7: Template Registration
[0234] Heretofore, a description has been made with the assumption
that the encrypted template is registered in the template
management system 26. Here, a template registration process will be
briefly described.
7-1: Functional Configuration of Template Registration Terminal
[0235] First, the functional configuration of the template
registration terminal 28 will be described with reference to FIG.
27. FIG. 27 is an explanatory diagram showing an example of the
functional configuration of the template registration terminal
28.
[0236] As shown in FIG. 27, the template registration terminal 28
mainly includes a biometric pattern acquisition unit 602 and a
communication unit 604. Furthermore, the biometric pattern
acquisition unit 602 includes an imaging unit 612 and an image
processing unit 614.
[0237] The biometric pattern acquisition unit 602 is means for
acquiring a biometric pattern from a user's body part and for
creating a template.
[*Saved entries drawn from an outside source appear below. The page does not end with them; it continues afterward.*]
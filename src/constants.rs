//! Shared patterns, tag sets, and tuning constants.
//!
//! Everything the extraction pipeline matches against lives here: the
//! class/id classification regexes, the tag lists that drive scoring and
//! cleanup, and the default numeric thresholds. Patterns are compiled once
//! on first use and shared for the lifetime of the process.

use once_cell::sync::Lazy;
use regex::Regex;

/// All compiled regular expressions used by the extraction pipeline.
///
/// Access through the [`REGEXPS`] static. The patterns mirror the ones
/// Firefox Reader View uses for its class/id and text judgments.
pub struct RegExps {
    /// Class/id substrings that mark an element as probable chrome.
    pub unlikely_candidates: Regex,
    /// Class/id substrings that veto an unlikely-candidate match.
    pub ok_maybe_its_a_candidate: Regex,
    /// Class/id substrings that raise an element's weight.
    pub positive: Regex,
    /// Class/id substrings that lower an element's weight.
    pub negative: Regex,
    /// Class/id/rel substrings that suggest an author byline.
    pub byline: Regex,
    /// Embed hosts that are kept during conditional cleaning.
    pub videos: Regex,
    /// Class/id substrings marking social share widgets.
    pub share_elements: Regex,
    /// Word splitter for text-similarity tokenization.
    pub tokenize: Regex,
    /// Matches entirely-whitespace strings.
    pub whitespace: Regex,
    /// Matches strings that end in a non-whitespace character.
    pub has_content: Regex,
    /// In-page fragment links (`#...`).
    pub hash_url: Regex,
    /// One `url [descriptor]` entry inside a `srcset` value.
    pub srcset_url: Regex,
    /// Base64 data URI prefix, capturing the MIME type.
    pub b64_data_url: Regex,
    /// Comma characters across scripts, for comma-segment counting.
    pub commas: Regex,
    /// schema.org types treated as articles in JSON-LD.
    pub json_ld_article_types: Regex,
    /// Whole-text ad markers in several languages.
    pub ad_words: Regex,
    /// Whole-text "loading" placeholders in several languages.
    pub loading_words: Regex,
    /// Runs of 2+ whitespace characters, collapsed during normalization.
    pub normalize: Regex,
    /// Inline style values that hide an element.
    pub hidden_style: Regex,
    /// File extensions that look like raster images.
    pub img_extensions: Regex,
    /// Lazy-loading attribute values shaped like a srcset entry.
    pub lazy_srcset_value: Regex,
    /// Lazy-loading attribute values shaped like a bare image URL.
    pub lazy_src_value: Regex,
    /// A sentence-ending period (followed by a space or end of text).
    pub end_of_sentence: Regex,
}

pub static REGEXPS: Lazy<RegExps> = Lazy::new(|| RegExps {
    unlikely_candidates: Regex::new(
        r"(?i)-ad-|ai2html|banner|breadcrumbs|combx|comment|community|cover-wrap|disqus|extra|footer|gdpr|header|legends|menu|related|remark|replies|rss|shoutbox|sidebar|skyscraper|social|sponsor|supplemental|ad-break|agegate|pagination|pager|popup|yom-remote",
    )
    .unwrap(),
    ok_maybe_its_a_candidate: Regex::new(r"(?i)and|article|body|column|content|main|mathjax|shadow")
        .unwrap(),
    positive: Regex::new(
        r"(?i)article|body|content|entry|hentry|h-entry|main|page|pagination|post|text|blog|story",
    )
    .unwrap(),
    negative: Regex::new(
        r"(?i)-ad-|hidden|^hid$| hid$| hid |^hid |banner|combx|comment|com-|contact|footer|gdpr|masthead|media|meta|outbrain|promo|related|scroll|share|shoutbox|sidebar|skyscraper|sponsor|shopping|tags|widget",
    )
    .unwrap(),
    byline: Regex::new(r"(?i)byline|author|dateline|writtenby|p-author").unwrap(),
    videos: Regex::new(
        r"(?i)//(www\.)?((dailymotion|youtube|youtube-nocookie|player\.vimeo|v\.qq|bilibili|live\.bilibili)\.com|(archive|upload\.wikimedia)\.org|player\.twitch\.tv)",
    )
    .unwrap(),
    share_elements: Regex::new(r"(?i)(\b|_)(share|sharedaddy)(\b|_)").unwrap(),
    tokenize: Regex::new(r"\W+").unwrap(),
    whitespace: Regex::new(r"^\s*$").unwrap(),
    has_content: Regex::new(r"\S$").unwrap(),
    hash_url: Regex::new(r"^#.+").unwrap(),
    srcset_url: Regex::new(r"(\S+)(\s+[\d.]+[xw])?(\s*(?:,|$))").unwrap(),
    b64_data_url: Regex::new(r"(?i)^data:\s*([^\s;,]+)\s*;\s*base64\s*,").unwrap(),
    commas: Regex::new(
        "[,\u{060C}\u{FE50}\u{FE10}\u{FE11}\u{2E41}\u{2E34}\u{2E32}\u{FF0C}]",
    )
    .unwrap(),
    json_ld_article_types: Regex::new(
        r"^Article|AdvertiserContentArticle|NewsArticle|AnalysisNewsArticle|AskPublicNewsArticle|BackgroundNewsArticle|OpinionNewsArticle|ReportageNewsArticle|ReviewNewsArticle|Report|SatiricalArticle|ScholarlyArticle|MedicalScholarlyArticle|SocialMediaPosting|BlogPosting|LiveBlogPosting|DiscussionForumPosting|TechArticle|APIReference$",
    )
    .unwrap(),
    ad_words: Regex::new(r"(?i)^(ad(vertising|vertisement)?|pub(licité)?|werb(ung)?|广告|Реклама|Anuncio)$")
        .unwrap(),
    loading_words: Regex::new(r"(?i)^((loading|正在加载|Загрузка|chargement|cargando)(…|\.\.\.)?)$")
        .unwrap(),
    normalize: Regex::new(r"\s{2,}").unwrap(),
    hidden_style: Regex::new(r"(?i)display\s*:\s*none|visibility\s*:\s*hidden").unwrap(),
    img_extensions: Regex::new(r"(?i)\.(jpg|jpeg|png|webp)").unwrap(),
    lazy_srcset_value: Regex::new(r"(?i)\.(jpg|jpeg|png|webp)\s+\d").unwrap(),
    lazy_src_value: Regex::new(r"(?i)^\s*\S+\.(jpg|jpeg|png|webp)\S*\s*$").unwrap(),
    end_of_sentence: Regex::new(r"\.( |$)").unwrap(),
});

/// Tags whose text feeds the scorer directly.
pub const DEFAULT_TAGS_TO_SCORE: [&str; 9] =
    ["section", "h2", "h3", "h4", "h5", "h6", "p", "td", "pre"];

/// Block-level tags that stop a `div` from being folded into a paragraph.
pub const DIV_TO_P_ELEMS: [&str; 9] = [
    "blockquote", "dl", "div", "img", "ol", "p", "pre", "table", "ul",
];

/// Tags that survive sibling assembly without being retagged to `div`.
pub const ALTER_TO_DIV_EXCEPTIONS: [&str; 6] = ["div", "article", "section", "p", "ol", "ul"];

/// Attributes stripped by the recursive style scrub.
pub const PRESENTATIONAL_ATTRIBUTES: [&str; 12] = [
    "align",
    "background",
    "bgcolor",
    "border",
    "cellpadding",
    "cellspacing",
    "frame",
    "hspace",
    "rules",
    "style",
    "valign",
    "vspace",
];

/// Tags that additionally lose their `width`/`height` attributes.
pub const DEPRECATED_SIZE_ATTRIBUTE_ELEMS: [&str; 5] = ["table", "th", "td", "hr", "pre"];

/// Inline-level tags counted as phrasing content.
pub const PHRASING_ELEMS: [&str; 39] = [
    "abbr", "audio", "b", "bdo", "br", "button", "cite", "code", "data", "datalist", "dfn", "em",
    "embed", "i", "img", "input", "kbd", "label", "mark", "math", "meter", "noscript", "object",
    "output", "progress", "q", "ruby", "samp", "script", "select", "small", "span", "strong",
    "sub", "sup", "textarea", "time", "var", "wbr",
];

/// ARIA roles removed when stripping unlikely candidates.
pub const UNLIKELY_ROLES: [&str; 7] = [
    "menu",
    "menubar",
    "complementary",
    "navigation",
    "alert",
    "alertdialog",
    "dialog",
];

/// Embed containers inspected for allowed-video exemptions.
pub const EMBED_ELEMS: [&str; 3] = ["object", "embed", "iframe"];

/// Minimum article length accepted without a retry, in characters.
pub const DEFAULT_CHAR_THRESHOLD: usize = 500;

/// How many top-scored candidates are kept for alternate comparison.
pub const DEFAULT_N_TOP_CANDIDATES: usize = 5;

/// Classes preserved when class stripping is enabled.
pub const CLASSES_TO_PRESERVE: [&str; 1] = ["page"];

#[cfg(test)]
mod tests {
    use super::*;

    #[test]
    fn classification_is_stable_across_calls() {
        let samples = ["sidebar social", "article-body", "main content", ""];
        for s in samples {
            let first = (
                REGEXPS.positive.is_match(s),
                REGEXPS.negative.is_match(s),
                REGEXPS.unlikely_candidates.is_match(s),
            );
            for _ in 0..3 {
                let again = (
                    REGEXPS.positive.is_match(s),
                    REGEXPS.negative.is_match(s),
                    REGEXPS.unlikely_candidates.is_match(s),
                );
                assert_eq!(first, again);
            }
        }
    }

    #[test]
    fn unlikely_requires_ok_maybe_veto() {
        assert!(REGEXPS.unlikely_candidates.is_match("nav-menu"));
        assert!(!REGEXPS.ok_maybe_its_a_candidate.is_match("nav-menu"));
        // "article-sidebar" is unlikely but also ok-maybe, so it survives
        let s = "article-sidebar";
        assert!(REGEXPS.unlikely_candidates.is_match(s));
        assert!(REGEXPS.ok_maybe_its_a_candidate.is_match(s));
    }

    #[test]
    fn video_hosts_match() {
        for url in [
            "https://www.youtube.com/embed/abc",
            "//player.vimeo.com/video/123",
            "https://player.twitch.tv/?channel=x",
        ] {
            assert!(REGEXPS.videos.is_match(url), "{url}");
        }
        assert!(!REGEXPS.videos.is_match("https://example.com/video"));
    }

    #[test]
    fn commas_cover_fullwidth_variants() {
        assert_eq!(REGEXPS.commas.split("a,b\u{FF0C}c").count(), 3);
    }

    #[test]
    fn b64_data_url_captures_mime() {
        let caps = REGEXPS
            .b64_data_url
            .captures("data:image/png;base64,iVBOR")
            .unwrap();
        assert_eq!(&caps[1], "image/png");
    }

    #[test]
    fn srcset_entries_parse_with_descriptors() {
        let value = "a.jpg 1x, b.jpg 2x";
        let urls: Vec<_> = REGEXPS
            .srcset_url
            .captures_iter(value)
            .map(|c| c[1].to_string())
            .collect();
        assert_eq!(urls, ["a.jpg", "b.jpg"]);
    }
}
//! Main Readability struct and parse implementation.
//!
//! This module contains the primary [`Readability`] struct which orchestrates
//! the entire article extraction pipeline.
//!
//! ## Example
//!
//! ```rust,no_run
//! use lede::Readability;
//!
//! let html = std::fs::read_to_string("article.html")?;
//! let url = "https://example.com/article";
//!
//! let readability = Readability::new(&html, Some(url), None)?;
//!
//! if let Some(article) = readability.parse()? {
//!     println!("Title: {:?}", article.title);
//!     println!("Author: {:?}", article.byline);
//!     println!("Content length: {} chars", article.length);
//!
//!     // Save to file
//!     if let Some(content) = article.content {
//!         std::fs::write("output.html", content)?;
//!     }
//! }
//! # Ok::<(), Box<dyn std::error::Error>>(())
//! ```

use kuchikikiki::parse_html;
use kuchikikiki::traits::TendrilSink;
use kuchikikiki::NodeRef;

use crate::{
    article::Article,
    cleaner,
    content_extractor::grab_article,
    dom_utils,
    error::{ReadabilityError, Result},
    metadata::{get_article_metadata, get_json_ld, Metadata},
    options::ReadabilityOptions,
    post_processor,
    utils,
};

/// The main Readability parser.
///
/// This struct is the primary interface for extracting article content from
/// HTML documents. It implements Mozilla's Readability algorithm, which
/// powers Firefox's Reader View.
///
/// ## Lifecycle
///
/// Construct an instance with [`Readability::new()`], then call
/// [`parse()`](Readability::parse) to extract the content. Parsing consumes
/// the instance and mutates the document tree destructively; the result is
/// an [`Article`] holding the extracted content and metadata, or `None`
/// when the page has nothing article-shaped in it.
///
/// ## Features
///
/// - Intelligent content identification
/// - Metadata extraction (title, author, date, etc.)
/// - JSON-LD structured data parsing
/// - Multiple retry strategies for difficult pages
/// - Configurable thresholds and behavior
///
/// ## Example
///
/// ```rust
/// use lede::Readability;
///
/// let html = r#"
///     <html>
///     <head><title>Article Title</title></head>
///     <body>
///         <article>
///             <h1>Article Title</h1>
///             <p>First paragraph of content...</p>
///             <p>Second paragraph of content...</p>
///         </article>
///     </body>
///     </html>
/// "#;
///
/// let readability = Readability::new(html, None, None)?;
/// match readability.parse()? {
///     Some(article) => println!("Extracted {} characters", article.length),
///     None => println!("Could not extract article content"),
/// }
/// # Ok::<(), Box<dyn std::error::Error>>(())
/// ```
///
/// ## With Custom Options
///
/// ```rust,no_run
/// use lede::{Readability, ReadabilityOptions};
///
/// let html = "<html>...</html>";
///
/// let options = ReadabilityOptions::builder()
///     .char_threshold(300)
///     .debug(true)
///     .build();
///
/// let readability = Readability::new(html, None, Some(options))?;
/// # Ok::<(), Box<dyn std::error::Error>>(())
/// ```
pub struct Readability {
    /// The parsed document; every pipeline stage mutates this tree in place
    doc: NodeRef,

    /// Base URL for resolving relative links
    base_url: Option<String>,

    /// Configuration options
    options: ReadabilityOptions,

    /// Extracted metadata
    metadata: Metadata,
}

impl Readability {
    /// Create a new Readability instance
    ///
    /// # Arguments
    /// * `html` - The HTML content to parse
    /// * `url` - Optional base URL for resolving relative links
    /// * `options` - Optional configuration options
    ///
    /// # Returns
    /// Result containing the Readability instance or an error
    pub fn new(html: &str, url: Option<&str>, options: Option<ReadabilityOptions>) -> Result<Self> {
        if html.trim().is_empty() {
            return Err(ReadabilityError::ParseError("empty document".to_string()));
        }

        let base_url = url
            .map(|u| {
                if utils::is_url(u) {
                    Ok(u.to_string())
                } else {
                    Err(ReadabilityError::InvalidUrl(u.to_string()))
                }
            })
            .transpose()?;

        let doc = parse_html().one(html);
        let options = options.unwrap_or_default();

        Ok(Self {
            doc,
            base_url,
            options,
            metadata: Metadata::default(),
        })
    }

    /// Parse the document and extract article content.
    ///
    /// Runs the whole pipeline: noscript image recovery, metadata
    /// collection, document preparation, the scoring and retry loop, and
    /// post-processing of the winning content.
    ///
    /// # Returns
    /// * `Ok(Some(article))` when content was extracted
    /// * `Ok(None)` when the page holds no discernible article
    /// * `Err(_)` when a structural precondition fails (element limit)
    pub fn parse(mut self) -> Result<Option<Article>> {
        if self.options.max_elems_to_parse > 0 {
            let node_count = self
                .doc
                .descendants()
                .filter(|n| n.as_element().is_some())
                .count();
            if node_count > self.options.max_elems_to_parse {
                return Err(ReadabilityError::MaxElementsExceeded(node_count));
            }
        }

        cleaner::unwrap_noscript_images(&self.doc);

        let json_ld = if !self.options.disable_json_ld {
            get_json_ld(&self.doc)
        } else {
            Metadata::default()
        };
        self.metadata = get_article_metadata(&self.doc, json_ld);

        cleaner::prep_document(&self.doc);

        self.log("Grabbing article");
        let grabbed = match grab_article(&self.doc, &self.metadata, &self.options)? {
            Some(grabbed) => grabbed,
            None => return Ok(None),
        };

        // Serialize before URL rewriting so callers can see the content as
        // it appeared on the page.
        let raw_content = dom_utils::inner_html(&grabbed.content);

        post_processor::post_process_content(
            &grabbed.content,
            self.base_url.as_deref(),
            &self.options,
        );

        let content = dom_utils::inner_html(&grabbed.content);
        let text_content = grabbed.content.text_contents();
        let length = text_content.chars().count();

        let excerpt = self.metadata.excerpt.clone().or_else(|| {
            self.generate_excerpt_from_content(&grabbed.content)
                .or_else(|| self.generate_excerpt_from_text(&text_content))
        });

        self.log(&format!("Extracted article with {} characters", length));

        Ok(Some(Article {
            title: self.metadata.title.clone(),
            content: Some(content),
            raw_content: Some(raw_content),
            text_content: Some(text_content),
            length,
            excerpt,
            byline: self.metadata.byline.clone().or(grabbed.byline),
            dir: grabbed.dir,
            site_name: self.metadata.site_name.clone(),
            lang: self.metadata.lang.clone().or(grabbed.lang),
            published_time: self.metadata.published_time.clone(),
        }))
    }

    /// First paragraph with enough prose to stand in for a missing
    /// description. Byline-looking and link-heavy paragraphs are skipped.
    fn generate_excerpt_from_content(&self, content: &NodeRef) -> Option<String> {
        for paragraph in dom_utils::elements_by_tags(content, &["p"]) {
            let text = dom_utils::inner_text(&paragraph, true);
            if text.chars().count() < 25 {
                continue;
            }
            let match_string = dom_utils::class_and_id(&paragraph).to_lowercase();
            if match_string.contains("byline") || match_string.contains("author") {
                continue;
            }
            if dom_utils::link_density(&paragraph) > 0.8 {
                continue;
            }
            return Some(text);
        }
        None
    }

    fn generate_excerpt_from_text(&self, text: &str) -> Option<String> {
        let cleaned = text.trim();
        if cleaned.chars().count() <= 40 {
            return None;
        }
        Some(utils::truncate_at_word_boundary(cleaned, 300))
    }

    fn log(&self, message: &str) {
        if self.options.debug {
            eprintln!("Reader: (Readability) {}", message);
        }
    }
}
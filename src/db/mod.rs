//! SQLite-backed reference store for projects, contractors, materials, and
//! project locations.
//!
//! The database lives at `~/.bidledger/bidledger.db` and mirrors the reference
//! data the spreadsheet ledger accumulates. The ledger is the durable layer;
//! SQLite exists so dropdowns and location tracking never pay a network round
//! trip. Rows here are written after the ledger write succeeds, so a crash
//! between the two can leave the mirror behind, and the ledger wins on conflict.

use std::path::PathBuf;

use rusqlite::Connection;

use crate::migrations::run_migrations;

pub mod types;
pub use types::*;

pub mod locations;
pub mod reference;

pub struct ReferenceDb {
    conn: Connection,
}

impl ReferenceDb {
    /// Borrow the underlying connection for ad-hoc queries.
    pub fn conn_ref(&self) -> &Connection {
        &self.conn
    }

    /// Resolve the default database path (`~/.bidledger/bidledger.db`).
    pub fn default_path() -> Result<PathBuf, DbError> {
        let home = dirs::home_dir().ok_or(DbError::HomeDirNotFound)?;
        Ok(home.join(".bidledger").join("bidledger.db"))
    }

    /// Open (or create) the reference database at the default location.
    pub fn open() -> Result<Self, DbError> {
        Self::open_at(&Self::default_path()?)
    }

    /// Open (or create) the reference database at a specific path.
    /// Used by tests and by configs that relocate the database.
    pub fn open_at(path: &std::path::Path) -> Result<Self, DbError> {
        if let Some(parent) = path.parent() {
            std::fs::create_dir_all(parent).map_err(DbError::CreateDir)?;
        }

        let conn = Connection::open(path)?;

        // WAL keeps readers unblocked while the sync pipeline mirrors rows.
        conn.pragma_update(None, "journal_mode", "WAL")?;

        run_migrations(&conn).map_err(|e| DbError::Migration(e.to_string()))?;

        conn.pragma_update(None, "foreign_keys", "ON")?;

        Ok(Self { conn })
    }
}
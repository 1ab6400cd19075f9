//! Per-project location tracking.
//!
//! Locations live only in the local store; the ledger knows nothing about
//! them. Adding a location geocodes the address best-effort, so a failed or
//! disabled geocoder just means the pin has no coordinates.

use chrono::Local;

use crate::db::{DbError, DbProjectLocation, ReferenceDb};
use crate::geocode::Geocoder;
use crate::types::{Checklist, LocationStatus};

pub struct LocationTracker {
    db: ReferenceDb,
    geocoder: Box<dyn Geocoder>,
}

impl LocationTracker {
    pub fn new(db: ReferenceDb, geocoder: Box<dyn Geocoder>) -> Self {
        Self { db, geocoder }
    }

    /// Add an address to a project with a fresh checklist and Not Started
    /// status. Returns false for a blank address or one already tracked for
    /// this project.
    pub async fn add_location(
        &self,
        project: &str,
        address: &str,
        notes: &str,
    ) -> Result<bool, DbError> {
        let address = address.trim();
        if address.is_empty() {
            log::debug!("ignoring blank address for {project:?}");
            return Ok(false);
        }

        let coordinates = self.geocoder.geocode(address).await;
        if coordinates.is_none() {
            log::debug!("no coordinates for {address:?}");
        }

        let location = DbProjectLocation {
            id: 0,
            project_name: project.to_string(),
            address: address.to_string(),
            status: LocationStatus::NotStarted,
            coordinates,
            checklist: Checklist::new(),
            notes: notes.to_string(),
            date_added: Local::now().format("%Y-%m-%d").to_string(),
        };
        self.db.insert_location(&location)
    }

    pub fn locations(&self, project: &str) -> Result<Vec<DbProjectLocation>, DbError> {
        self.db.get_locations(project)
    }

    pub fn location(
        &self,
        project: &str,
        address: &str,
    ) -> Result<Option<DbProjectLocation>, DbError> {
        self.db.get_location(project, address)
    }

    /// Returns false when the location is unknown.
    pub fn update_status(
        &self,
        project: &str,
        address: &str,
        status: LocationStatus,
    ) -> Result<bool, DbError> {
        self.db.update_location_status(project, address, status)
    }

    pub fn update_notes(&self, project: &str, address: &str, notes: &str) -> Result<bool, DbError> {
        self.db.update_location_notes(project, address, notes)
    }

    /// Flip one checklist step. Returns false for an unknown location or a
    /// step name outside the fixed set; other steps keep their flags.
    pub fn update_checklist_step(
        &self,
        project: &str,
        address: &str,
        step: &str,
        done: bool,
    ) -> Result<bool, DbError> {
        let Some(location) = self.db.get_location(project, address)? else {
            return Ok(false);
        };
        let mut checklist = location.checklist;
        if !checklist.set(step, done) {
            log::debug!("unknown checklist step {step:?}");
            return Ok(false);
        }
        self.db.update_location_checklist(project, address, &checklist)
    }

    pub fn delete_location(&self, project: &str, address: &str) -> Result<bool, DbError> {
        self.db.delete_location(project, address)
    }
}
Also, the imaging unit 612 is means for
capturing the image of a specific body part and for acquiring image
data of a biometric pattern. For example, the imaging unit 612
irradiates a near-infrared light on a specific body part, and
receives a reflection of the irradiated light that has been
reflected within the body. Furthermore, the imaging unit 612
photoelectrically converts the reflection received by an image
sensor provided within, and generates an analog signal of the
captured image. Then, the imaging unit 612 converts the analog
signal into a digital signal, and outputs the image data of the
biometric pattern. As described by this example, by using a
near-infrared light, a vein pattern within a body can be detected,
and the image data of the vein pattern can be obtained by the
imaging unit 612.
[0238] The image data of the biometric pattern that is output from
the imaging unit 612 is input to the image processing unit 614. A
specific image process is performed on the image data at the image
processing unit 614. For example, in the case image data having
colour tones or gradation is input, a binarization process is
performed on the image data. Furthermore, a process such as a
spatial transformation is performed on the binarized image data
obtained by the binarization process so that the image data is in a
form that allows easy comparison with a template. For example, in
the case a vein pattern is used as the biometric pattern, the
binarized image data is converted into template data that is
projected into a Hough space. For example, since the vein pattern
is anisotropic, the matching accuracy of the pattern can be
improved by using the data projected into the Hough space.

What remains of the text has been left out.